For forex/metals traders: The 2-Step Standard is cheaper by $2/lot. If forex is your primary market, the Standard wins on total trading cost.
For indices/crypto traders: Costs are identical. If you primarily trade NAS100, US30, or crypto, the commission difference is irrelevant.
For low-frequency traders (1–2 trades/day): The $40–$80/month cost difference is negligible relative to profit potential. Spreads shouldn't be your deciding factor between models.
For high-frequency scalpers: The $2/lot adds up significantly. Standard's lower commission directly protects your edge on tight-margin strategies.
Execution Quality: Is There a Difference?
Both models use the same backend infrastructure—same liquidity providers, same platform connections, same server locations. In theory, execution quality should be identical.
In practice, some traders report subjective differences. Reports of slippage appear equally for both models. Fill speeds should be identical for the same platform and market conditions. Neither model should experience more requotes than the other—any differences are due to market conditions, not account model.
My experience: I haven't noticed meaningful execution differences between FundingPips account models. The spread and commission differences are quantifiable; execution quality differences are not—suggesting they're either nonexistent or too small to measure reliably.
Frequently Asked Questions
Do RAW spreads vary between evaluation and funded stages?
Spreads should be consistent because both stages use the same platform infrastructure and liquidity. However, some traders report slightly different execution quality on funded (Master) accounts. This is difficult to verify independently.
Can I reduce trading costs by choosing Match-Trader over MT5?
Platform choice doesn't affect spreads or commissions—these are set by FundingPips' backend, not the platform interface. The $20 cTrader surcharge is a one-time account fee, not a per-trade cost.
Are the RAW spreads on FundingPips competitive with other prop firms?
Yes. FundingPips' RAW spreads (0.1–0.3 pips on EUR/USD during London/NY) are competitive with FTMO, The5ers, and other major firms. The $5/lot commission on Standard is also in line with industry norms.
Does the commission structure change on the funded (Master) account?
Commissions remain the same from evaluation through funded stages within the same account model. A 2-Step Standard account pays $5/lot during both evaluation phases and on the funded account.
Choosing Based on Your Instrument Mix
The commission difference only affects forex and metals. If your primary instruments are commission-free, the spread comparison becomes irrelevant:
Forex/metals traders (EUR/USD, GBP/USD, XAU/USD): Standard saves $2/lot on every trade.
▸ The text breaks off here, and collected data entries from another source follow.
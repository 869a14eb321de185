use std::sync::Arc;

use serde::{Deserialize, Serialize};
use tracing::{debug, warn};

use crate::error::{SyncError, SyncResult};
use crate::metadata::{FieldDescriptor, MetadataCache, Mutability, RelationKind};
use crate::record::WriteMode;

#[derive(Debug, Clone, Copy, PartialEq, Eq, Serialize, Deserialize)]
#[serde(rename_all = "snake_case")]
pub enum PlanKind {
    /// Everything in one pass.
    SinglePass,
    /// Self references are written after every row exists.
    SelfReference,
    /// Scalars, then many-to-one links, then to-many links.
    Layered,
}

#[derive(Debug, Clone, Copy, PartialEq, Eq, Serialize, Deserialize)]
#[serde(rename_all = "snake_case")]
pub enum Batching {
    BySize,
    /// Batches are also capped by the number of linked records they carry.
    ByRelationWeight,
}

#[derive(Debug, Clone, PartialEq, Eq, Serialize, Deserialize)]
pub struct PassSpec {
    pub index: usize,
    pub fields: Vec<String>,
    pub mode: WriteMode,
    pub batching: Batching,
}

#[derive(Debug, Clone, PartialEq, Eq, Serialize, Deserialize)]
pub struct TransferPlan {
    pub kind: PlanKind,
    pub passes: Vec<PassSpec>,
    /// Fields dropped from every pass because the remote computes them.
    pub excluded: Vec<String>,
    pub warnings: Vec<String>,
}

impl TransferPlan {
    pub fn pass_count(&self) -> usize {
        self.passes.len()
    }
}

pub struct DependencyAnalyzer {
    cache: Arc<MetadataCache>,
}

impl DependencyAnalyzer {
    pub fn new(cache: Arc<MetadataCache>) -> Self {
        Self { cache }
    }

    pub async fn analyze(&self, model: &str, fields: &[String]) -> SyncResult<TransferPlan> {
        let descriptors = self.cache.describe(model).await?;
        let mut classified: Vec<&FieldDescriptor> = Vec::with_capacity(fields.len());
        for name in fields {
            let descriptor = descriptors
                .get(name)
                .ok_or_else(|| SyncError::UnknownField {
                    model: model.to_string(),
                    field: name.clone(),
                })?;
            classified.push(descriptor);
        }
        Ok(plan_for(model, &classified))
    }
}

/// Builds the pass layout for already-classified fields.
pub fn plan_for(model: &str, fields: &[&FieldDescriptor]) -> TransferPlan {
    let mut excluded = Vec::new();
    let mut warnings = Vec::new();
    let mut writable: Vec<&FieldDescriptor> = Vec::new();

    for &field in fields {
        if field.is_writable() {
            writable.push(field);
            continue;
        }
        let why = match field.mutability {
            Mutability::Computed => "computed",
            _ => "read-only",
        };
        let message = format!("field {} on {model} is {why} and will not be written", field.name);
        warn!("{message}");
        warnings.push(message);
        excluded.push(field.name.clone());
    }

    let has_to_many = writable.iter().any(|f| f.relation.is_to_many());
    let has_self_reference = writable
        .iter()
        .any(|f| f.relation == RelationKind::ManyToOne && f.self_referential);
    let names = |pred: &dyn Fn(&FieldDescriptor) -> bool| -> Vec<String> {
        writable
            .iter()
            .copied()
            .filter(|f| pred(*f))
            .map(|f| f.name.clone())
            .collect()
    };

    let (kind, layout) = if has_to_many {
        (
            PlanKind::Layered,
            vec![
                (names(&|f| !f.relation.is_relation()), WriteMode::Upsert, Batching::BySize),
                (
                    names(&|f| f.relation == RelationKind::ManyToOne),
                    WriteMode::UpdateOnly,
                    Batching::BySize,
                ),
                (
                    names(&|f| f.relation.is_to_many()),
                    WriteMode::UpdateOnly,
                    Batching::ByRelationWeight,
                ),
            ],
        )
    } else if has_self_reference {
        let deferred = |f: &FieldDescriptor| f.relation == RelationKind::ManyToOne && f.self_referential;
        (
            PlanKind::SelfReference,
            vec![
                (names(&|f| !deferred(f)), WriteMode::Upsert, Batching::BySize),
                (names(&deferred), WriteMode::UpdateOnly, Batching::BySize),
            ],
        )
    } else {
        (
            PlanKind::SinglePass,
            vec![(names(&|_| true), WriteMode::Upsert, Batching::BySize)],
        )
    };

    // Later passes stay in the plan even when empty; they cost nothing to run.
    let passes: Vec<PassSpec> = layout
        .into_iter()
        .enumerate()
        .map(|(index, (fields, mode, batching))| PassSpec {
            index,
            fields,
            mode,
            batching,
        })
        .collect();
    debug!(model, ?kind, passes = passes.len(), "selected transfer plan");

    TransferPlan {
        kind,
        passes,
        excluded,
        warnings,
    }
}

#[cfg(test)]
mod tests {
    use super::*;
    use crate::remote::MemoryStore;

    fn self_ref(name: &str) -> FieldDescriptor {
        let mut d = FieldDescriptor::relation(name, RelationKind::ManyToOne, "res.partner");
        d.self_referential = true;
        d
    }

    #[test]
    fn scalars_only_is_single_pass() {
        let name = FieldDescriptor::scalar("name", "char");
        let country = FieldDescriptor::relation("country_id", RelationKind::ManyToOne, "res.country");
        let plan = plan_for("res.partner", &[&name, &country]);
        assert_eq!(plan.kind, PlanKind::SinglePass);
        assert_eq!(plan.pass_count(), 1);
        assert_eq!(plan.passes[0].fields, vec!["name", "country_id"]);
        assert_eq!(plan.passes[0].mode, WriteMode::Upsert);
    }

    #[test]
    fn self_reference_defers_to_second_pass() {
        let name = FieldDescriptor::scalar("name", "char");
        let parent = self_ref("parent_id");
        let plan = plan_for("res.partner", &[&name, &parent]);
        assert_eq!(plan.kind, PlanKind::SelfReference);
        assert!(plan.pass_count() >= 2);
        assert_eq!(plan.passes[0].fields, vec!["name"]);
        assert_eq!(plan.passes[1].fields, vec!["parent_id"]);
        assert_eq!(plan.passes[1].mode, WriteMode::UpdateOnly);
    }

    #[test]
    fn to_many_takes_three_passes_and_subsumes_self_reference() {
        let name = FieldDescriptor::scalar("name", "char");
        let parent = self_ref("parent_id");
        let tags = FieldDescriptor::relation("category_id", RelationKind::ManyToMany, "res.partner.category");
        let plan = plan_for("res.partner", &[&name, &parent, &tags]);
        assert_eq!(plan.kind, PlanKind::Layered);
        assert!(plan.pass_count() >= 3);
        assert_eq!(plan.passes[0].fields, vec!["name"]);
        assert_eq!(plan.passes[1].fields, vec!["parent_id"]);
        assert_eq!(plan.passes[2].fields, vec!["category_id"]);
        assert_eq!(plan.passes[2].batching, Batching::ByRelationWeight);
    }

    #[test]
    fn layered_without_many_to_one_keeps_three_passes() {
        let name = FieldDescriptor::scalar("name", "char");
        let tags = FieldDescriptor::relation("category_id", RelationKind::ManyToMany, "res.partner.category");
        let plan = plan_for("res.partner", &[&name, &tags]);
        assert_eq!(plan.pass_count(), 3);
        assert!(plan.passes[1].fields.is_empty());
        assert_eq!(plan.passes[2].index, 2);
        assert_eq!(plan.passes[2].fields, vec!["category_id"]);
    }

    #[test]
    fn read_only_fields_are_excluded_with_warning() {
        let name = FieldDescriptor::scalar("name", "char");
        let total = FieldDescriptor::scalar("total_due", "monetary").with_mutability(Mutability::Computed);
        let plan = plan_for("res.partner", &[&name, &total]);
        assert_eq!(plan.excluded, vec!["total_due"]);
        assert_eq!(plan.warnings.len(), 1);
        assert!(plan.passes.iter().all(|p| !p.fields.contains(&"total_due".to_string())));
    }

    #[tokio::test]
    async fn unknown_field_is_schema_fatal() {
        let store = MemoryStore::new();
        store.define_model("res.partner", vec![FieldDescriptor::scalar("name", "char")]);
        let analyzer = DependencyAnalyzer::new(Arc::new(MetadataCache::new(Arc::new(store))));

        let err = analyzer
            .analyze("res.partner", &["name".into(), "nickname".into()])
            .await
            .unwrap_err();
        assert!(matches!(err, SyncError::UnknownField { ref field, .. } if field == "nickname"));
    }

    #[tokio::test]
    async fn analyze_detects_self_reference_from_metadata() {
        let store = MemoryStore::new();
        store.define_model(
            "res.partner",
            vec![
                FieldDescriptor::scalar("name", "char"),
                FieldDescriptor::relation("parent_id", RelationKind::ManyToOne, "res.partner"),
            ],
        );
        let analyzer = DependencyAnalyzer::new(Arc::new(MetadataCache::new(Arc::new(store))));
        let plan = analyzer
            .analyze("res.partner", &["name".into(), "parent_id".into()])
            .await
            .unwrap();
        assert_eq!(plan.kind, PlanKind::SelfReference);
    }
}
At 50+ trades/month, this is $100+/month in savings. Clear Standard advantage.
Indices traders (NAS100, US30, DAX40): Commission-free on both models. Zero spread cost difference. Choose based on other rule differences, not spreads.
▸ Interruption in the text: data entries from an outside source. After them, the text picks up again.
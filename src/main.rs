use anyhow::Result;
use clap::{Parser, Subcommand};
use std::ffi::OsString;

mod args;
mod commands;
mod config;
mod env;
mod logging;
mod ui;

use crate::args::CLIArgs;

const DEFAULT_DEV_VERSION: &str = concat!(env!("CARGO_PKG_VERSION"), "-dev");
const CLI_VERSION: &str = match option_env!("ODF_VERSION_STRING") {
    Some(version) => version,
    None => DEFAULT_DEV_VERSION,
};

#[derive(Debug, Parser)]
#[command(name = "odf", about = "Bulk import and export for ERP models", version = CLI_VERSION)]
struct Cli {
    #[command(subcommand)]
    command: Commands,
}

#[derive(Debug, Subcommand)]
enum Commands {
    /// Load a CSV or JSONL file into a model
    Import(CLIArgs<commands::import::ImportArgs>),
    /// Write model records to a CSV or JSONL file, resuming interrupted runs
    Export(CLIArgs<commands::export::ExportArgs>),
    /// Inspect or clear saved export progress
    Session(CLIArgs<commands::session::SessionArgs>),
    /// Manage persistent settings
    Config(CLIArgs<config::ConfigArgs>),
}

#[tokio::main]
async fn main() -> Result<()> {
    let argv: Vec<OsString> = std::env::args_os().collect();
    env::bootstrap_from_args(&argv)?;
    let cli = Cli::parse_from(argv);

    match cli.command {
        Commands::Import(cmd) => {
            logging::init(&cmd.base)?;
            commands::import::run(cmd.base, cmd.args).await?
        }
        Commands::Export(cmd) => {
            logging::init(&cmd.base)?;
            commands::export::run(cmd.base, cmd.args).await?
        }
        Commands::Session(cmd) => {
            logging::init(&cmd.base)?;
            commands::session::run(cmd.base, cmd.args)?
        }
        Commands::Config(cmd) => {
            logging::init(&cmd.base)?;
            config::run(cmd.base, cmd.args)?
        }
    }

    Ok(())
}
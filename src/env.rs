use std::collections::HashMap;
use std::ffi::OsString;
use std::path::{Path, PathBuf};

use anyhow::{Context, Result};

pub fn bootstrap_from_args(args: &[OsString]) -> Result<()> {
    let explicit_env_file = extract_env_file_arg(args);
    load_env(explicit_env_file.as_ref())
}

pub fn load_env(explicit_env_file: Option<&PathBuf>) -> Result<()> {
    let cwd = std::env::current_dir().context("failed to read current directory")?;
    let profile = std::env::var("ODF_ENV").ok();
    let env_files = resolve_env_files(&cwd, explicit_env_file, profile.as_deref());
    let mut loaded = HashMap::new();

    for env_file in env_files {
        if !env_file.exists() && explicit_env_file.is_none() {
            continue;
        }

        let parsed = dotenvy::from_path_iter(&env_file)
            .with_context(|| format!("failed to read env file {}", env_file.display()))?;
        for item in parsed {
            let (key, value) =
                item.with_context(|| format!("failed to parse env file {}", env_file.display()))?;
            if std::env::var_os(&key).is_some() {
                continue;
            }
            // Later files win over earlier ones; the real environment wins over all.
            loaded.insert(key, value);
        }
    }

    let mut envs: Vec<(String, String)> = loaded.into_iter().collect();
    envs.sort_by(|a, b| a.0.cmp(&b.0));
    for (key, value) in envs {
        std::env::set_var(key, value);
    }
    Ok(())
}

fn extract_env_file_arg(args: &[OsString]) -> Option<PathBuf> {
    let mut explicit = None;
    let mut idx = 1usize;
    while idx < args.len() {
        let Some(arg) = args[idx].to_str() else {
            idx += 1;
            continue;
        };

        if arg == "--" {
            break;
        }

        if arg == "--env-file" {
            if let Some(next) = args.get(idx + 1) {
                explicit = Some(PathBuf::from(next));
            }
            idx += 2;
            continue;
        }

        if let Some(value) = arg.strip_prefix("--env-file=") {
            explicit = Some(PathBuf::from(value));
        }

        idx += 1;
    }
    explicit
}

/// `.env`, then `.env.<ODF_ENV>`, then `.env.local`, lowest precedence first.
fn resolve_env_files(cwd: &Path, explicit_env_file: Option<&PathBuf>, profile: Option<&str>) -> Vec<PathBuf> {
    if let Some(path) = explicit_env_file {
        let full_path = if path.is_absolute() {
            path.clone()
        } else {
            cwd.join(path)
        };
        return vec![full_path];
    }

    let mut files = vec![cwd.join(".env")];
    if let Some(profile) = profile.map(str::trim).filter(|p| !p.is_empty()) {
        files.push(cwd.join(format!(".env.{profile}")));
    }
    files.push(cwd.join(".env.local"));
    files
}

#[cfg(test)]
mod tests {
    use super::*;

    fn argv(items: &[&str]) -> Vec<OsString> {
        items.iter().map(OsString::from).collect()
    }

    #[test]
    fn env_file_flag_forms() {
        assert_eq!(
            extract_env_file_arg(&argv(&["odf", "import", "--env-file", "prod.env"])),
            Some(PathBuf::from("prod.env"))
        );
        assert_eq!(
            extract_env_file_arg(&argv(&["odf", "--env-file=other.env", "export"])),
            Some(PathBuf::from("other.env"))
        );
        assert_eq!(
            extract_env_file_arg(&argv(&["odf", "--", "--env-file", "ignored.env"])),
            None
        );
    }

    #[test]
    fn profile_file_sits_between_defaults() {
        let cwd = Path::new("/work");
        assert_eq!(
            resolve_env_files(cwd, None, Some("staging")),
            vec![
                PathBuf::from("/work/.env"),
                PathBuf::from("/work/.env.staging"),
                PathBuf::from("/work/.env.local"),
            ]
        );
        assert_eq!(
            resolve_env_files(cwd, None, None),
            vec![PathBuf::from("/work/.env"), PathBuf::from("/work/.env.local")]
        );
    }

    #[test]
    fn explicit_file_replaces_defaults() {
        let cwd = Path::new("/work");
        let explicit = PathBuf::from("conf/odf.env");
        assert_eq!(
            resolve_env_files(cwd, Some(&explicit), Some("staging")),
            vec![PathBuf::from("/work/conf/odf.env")]
        );
    }
}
Crypto traders: Commission-free on both models. Same as indices—spreads are identical, so your model choice should be based on drawdown, leverage, and funded-stage rules.
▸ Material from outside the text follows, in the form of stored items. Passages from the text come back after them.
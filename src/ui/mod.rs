mod progress;
mod status;
mod table;

pub use progress::{bounded_bar, format_duration, format_usize_commas};
pub use status::{print_command_status, CommandStatus};
pub use table::{apply_column_padding, header, styled_table, truncate};
use std::collections::{BTreeMap, HashMap};
use std::sync::atomic::{AtomicUsize, Ordering};
use std::sync::{Arc, Mutex};
use std::time::Duration;

use async_trait::async_trait;
use backoff::future::retry_notify;
use backoff::{Error as BackoffError, ExponentialBackoffBuilder};
use reqwest::{Client, StatusCode};
use serde_json::{json, Map, Value};
use tokio::sync::OnceCell;
use tracing::{debug, warn};

use super::{Filter, RemoteMetadata, RemoteReader, RemoteResult, RemoteWriter, WriteOutcome};
use crate::error::RemoteError;
use crate::metadata::{FieldDescriptor, Mutability, RelationKind};
use crate::record::{Record, WriteMode};

const DEFAULT_TIMEOUT_SECS: u64 = 300;
const DEFAULT_MAX_ATTEMPTS: usize = 5;
const RETRY_BASE_DELAY_MS: u64 = 300;
const MAX_BACKOFF_SECS: u64 = 8;
const DEFAULT_XID_MODULE: &str = "__import__";

#[derive(Debug, Clone)]
pub struct JsonRpcConfig {
    pub url: String,
    pub database: String,
    pub login: String,
    pub password: String,
    pub timeout: Duration,
    /// Attempts per idempotent call. Writes are never retried here.
    pub max_attempts: usize,
}

impl JsonRpcConfig {
    pub fn new(url: &str, database: &str, login: &str, password: &str) -> Self {
        Self {
            url: url.trim_end_matches('/').to_string(),
            database: database.to_string(),
            login: login.to_string(),
            password: password.to_string(),
            timeout: Duration::from_secs(DEFAULT_TIMEOUT_SECS),
            max_attempts: DEFAULT_MAX_ATTEMPTS,
        }
    }
}

/// Record store reached over the `/jsonrpc` endpoint.
pub struct JsonRpcStore {
    http: Client,
    endpoint: String,
    config: JsonRpcConfig,
    uid: OnceCell<i64>,
    /// Field layouts seen through `describe_fields`, used to name load columns.
    schemas: Mutex<HashMap<String, BTreeMap<String, FieldDescriptor>>>,
}

impl JsonRpcStore {
    pub fn new(config: JsonRpcConfig) -> RemoteResult<Self> {
        let http = Client::builder()
            .timeout(config.timeout)
            .build()
            .map_err(|err| RemoteError::Transport {
                message: format!("failed to build http client: {err}"),
                retryable: false,
            })?;
        Ok(Self {
            http,
            endpoint: format!("{}/jsonrpc", config.url),
            config,
            uid: OnceCell::new(),
            schemas: Mutex::new(HashMap::new()),
        })
    }

    async fn uid(&self) -> RemoteResult<i64> {
        let uid = self
            .uid
            .get_or_try_init(|| async {
                let args = json!([self.config.database, self.config.login, self.config.password]);
                let result = self.call("common", "login", args, true).await?;
                match result.as_i64() {
                    Some(uid) if uid > 0 => {
                        debug!(login = %self.config.login, uid, "authenticated");
                        Ok(uid)
                    }
                    _ => Err(RemoteError::Transport {
                        message: format!(
                            "authentication failed for {} on {}",
                            self.config.login, self.config.database
                        ),
                        retryable: false,
                    }),
                }
            })
            .await?;
        Ok(*uid)
    }

    async fn execute(
        &self,
        model: &str,
        method: &str,
        args: Value,
        kwargs: Value,
        retry: bool,
    ) -> RemoteResult<Value> {
        let uid = self.uid().await?;
        let params = json!([
            self.config.database,
            uid,
            self.config.password,
            model,
            method,
            args,
            kwargs
        ]);
        debug!(model, method, "rpc call");
        self.call("object", "execute_kw", params, retry).await
    }

    async fn call(&self, service: &str, method: &str, args: Value, retry: bool) -> RemoteResult<Value> {
        let body = json!({
            "jsonrpc": "2.0",
            "method": "call",
            "params": {"service": service, "method": method, "args": args},
        });
        if !retry {
            return post_once(&self.http, &self.endpoint, &body).await;
        }

        let max_attempts = self.config.max_attempts.max(1);
        let attempt_counter = Arc::new(AtomicUsize::new(0));
        let backoff = ExponentialBackoffBuilder::new()
            .with_initial_interval(Duration::from_millis(RETRY_BASE_DELAY_MS))
            .with_multiplier(2.0)
            .with_randomization_factor(0.2)
            .with_max_interval(Duration::from_secs(MAX_BACKOFF_SECS))
            .with_max_elapsed_time(None)
            .build();

        retry_notify(
            backoff,
            || {
                let http = self.http.clone();
                let endpoint = self.endpoint.clone();
                let body = body.clone();
                let attempt_counter = Arc::clone(&attempt_counter);
                async move {
                    let attempt = attempt_counter.fetch_add(1, Ordering::Relaxed) + 1;
                    match post_once(&http, &endpoint, &body).await {
                        Ok(value) => Ok(value),
                        Err(err) if err.is_retryable() && attempt < max_attempts => {
                            Err(BackoffError::transient(err))
                        }
                        Err(err) => Err(BackoffError::permanent(err)),
                    }
                }
            },
            |err: RemoteError, wait: Duration| {
                warn!(service, method, error = %err, ?wait, "retrying rpc call");
            },
        )
        .await
    }

    fn cached_schema(&self, model: &str) -> Option<BTreeMap<String, FieldDescriptor>> {
        self.schemas
            .lock()
            .ok()
            .and_then(|schemas| schemas.get(model).cloned())
    }
}
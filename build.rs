use std::env;
use std::process::Command;

fn non_empty_env(name: &str) -> Option<String> {
    env::var(name)
        .ok()
        .map(|value| value.trim().to_string())
        .filter(|value| !value.is_empty())
}

fn git_short_sha() -> Option<String> {
    let output = Command::new("git")
        .args(["rev-parse", "--short=12", "HEAD"])
        .output()
        .ok()?;
    if !output.status.success() {
        return None;
    }
    let sha = String::from_utf8_lossy(&output.stdout).trim().to_string();
    (!sha.is_empty()).then_some(sha)
}

fn main() {
    let version = non_empty_env("ODF_VERSION_STRING").unwrap_or_else(|| {
        let pkg_version = env::var("CARGO_PKG_VERSION").unwrap_or_else(|_| "0.0.0".to_string());
        match git_short_sha() {
            Some(sha) => format!("{pkg_version}+{sha}"),
            None => pkg_version,
        }
    });
    println!("cargo:rustc-env=ODF_VERSION_STRING={version}");
    println!("cargo:rerun-if-env-changed=ODF_VERSION_STRING");
    println!("cargo:rerun-if-changed=.git/HEAD");
}
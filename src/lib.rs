//! Bulk record transfer between local files and a remote record store.
//!
//! Imports run as one to three barrier-separated passes chosen from the
//! relations being written; each pass is batched, written by a worker pool and
//! retried record by record when a batch fails. Exports stream batches of
//! normalized rows into a sink and persist their progress so an interrupted
//! run picks up where it stopped.

pub mod analyzer;
pub mod coordinator;
pub mod error;
pub mod executor;
pub mod export;
pub mod failures;
pub mod metadata;
pub mod record;
pub mod remote;
pub mod scheduler;
pub mod session;
pub mod sink;
pub mod source;

pub use analyzer::{DependencyAnalyzer, PlanKind, TransferPlan};
pub use coordinator::{import_records, ImportOptions, MultiPassCoordinator};
pub use error::{RemoteError, SyncError, SyncResult};
pub use export::{export_records, ExportOptions, ExportRun, ExportSummary};
pub use metadata::{FieldDescriptor, MetadataCache, RelationKind};
pub use record::{FailureRecord, Record, TransferReport, WriteMode};
pub use remote::{JsonRpcConfig, JsonRpcStore, MemoryStore, RemoteStore};
pub use session::{ExportSession, SessionManager};
pub use sink::{CsvSink, JsonlSink, RowSink};
pub use source::{ColumnTransform, RowTransform};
Mixed instrument traders: Calculate your weighted average commission based on your instrument mix. If 70%+ of your trades are forex/metals, the Standard's $2/lot savings adds up significantly. If 70%+ are indices/crypto, commission costs are identical.
The Bottom Line on Spreads
Spreads are not a meaningful differentiator between Zero and Standard. Both use RAW spreads from the same liquidity providers. The only cost difference is the $2/lot commission markup on forex and metals for Zero accounts.
If you're choosing between Zero and Standard based on spreads, you're optimizing the wrong variable. The drawdown structure (10% static vs 5% trailing), daily loss limits (5% vs 3%), floating loss cap (none vs 1%), and leverage (1:100 vs 1:50) have 100x more impact on your trading outcome than 0.2 pips per trade.
Choose your model based on risk parameters first. Then note that the Standard also happens to have lower commissions—a bonus on top of already superior trading conditions.